• [Material shown]:
>>>

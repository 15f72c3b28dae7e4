use std::sync::Arc;

use axum::body::{to_bytes, Body};
use axum::http::Request;
use settlement_service::gateway::StubGateway;
use settlement_service::push::RecordingPushSender;
use settlement_service::{build_router, AppState, ServiceConfig};
use tower::util::ServiceExt;

fn app() -> axum::Router {
    let state = AppState {
        db: None,
        config: Arc::new(ServiceConfig::for_tests("test-server-key")),
        gateway: Arc::new(StubGateway::new()),
        push: Arc::new(RecordingPushSender::default()),
    };
    build_router(state)
}

async fn body_text(resp: axum::response::Response) -> String {
    let bytes = to_bytes(resp.into_body(), 16 * 1024).await.unwrap();
    String::from_utf8(bytes.to_vec()).unwrap()
}

#[tokio::test]
async fn health_endpoint_is_open() {
    let resp = app()
        .oneshot(Request::builder().uri("/healthz").body(Body::empty()).unwrap())
        .await
        .unwrap();
    assert_eq!(resp.status().as_u16(), 200);
}

#[tokio::test]
async fn amount_below_minimum_returns_validation_envelope() {
    let body = serde_json::json!({ "merchant_id": "M-1", "amount": 500 }).to_string();
    let req = Request::builder()
        .method("POST")
        .uri("/api/qris/generate")
        .header("content-type", "application/json")
        .header("X-API-Key", "whatever")
        .body(Body::from(body))
        .unwrap();
    let resp = app().oneshot(req).await.unwrap();

    assert_eq!(resp.status().as_u16(), 400);
    assert_eq!(
        resp.headers().get("X-Error-Code").and_then(|v| v.to_str().ok()),
        Some("validation_error")
    );
    let text = body_text(resp).await;
    assert!(text.contains("\"code\":\"validation_error\""), "body: {text}");
    assert!(text.contains("1000"), "message should name the bound: {text}");
}

#[tokio::test]
async fn amount_above_maximum_returns_validation_envelope() {
    let body = serde_json::json!({ "merchant_id": "M-1", "amount": 20_000_000 }).to_string();
    let req = Request::builder()
        .method("POST")
        .uri("/api/qris/generate")
        .header("content-type", "application/json")
        .header("X-API-Key", "whatever")
        .body(Body::from(body))
        .unwrap();
    let resp = app().oneshot(req).await.unwrap();

    assert_eq!(resp.status().as_u16(), 400);
    assert_eq!(
        resp.headers().get("X-Error-Code").and_then(|v| v.to_str().ok()),
        Some("validation_error")
    );
}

<<<

• [Task item]: Find the line with "use tower::util::ServiceExt;" in the material above. Reproduce it and each line after it up to and including the line with "async fn body_text(resp: axum::response::Response)".

• [Written solution]:
use tower::util::ServiceExt;

fn app() -> axum::Router {
    let state = AppState {
        db: None,
        config: Arc::new(ServiceConfig::for_tests("test-server-key")),
        gateway: Arc::new(StubGateway::new()),
        push: Arc::new(RecordingPushSender::default()),
    };
    build_router(state)
}

async fn body_text(resp: axum::response::Response) -> String {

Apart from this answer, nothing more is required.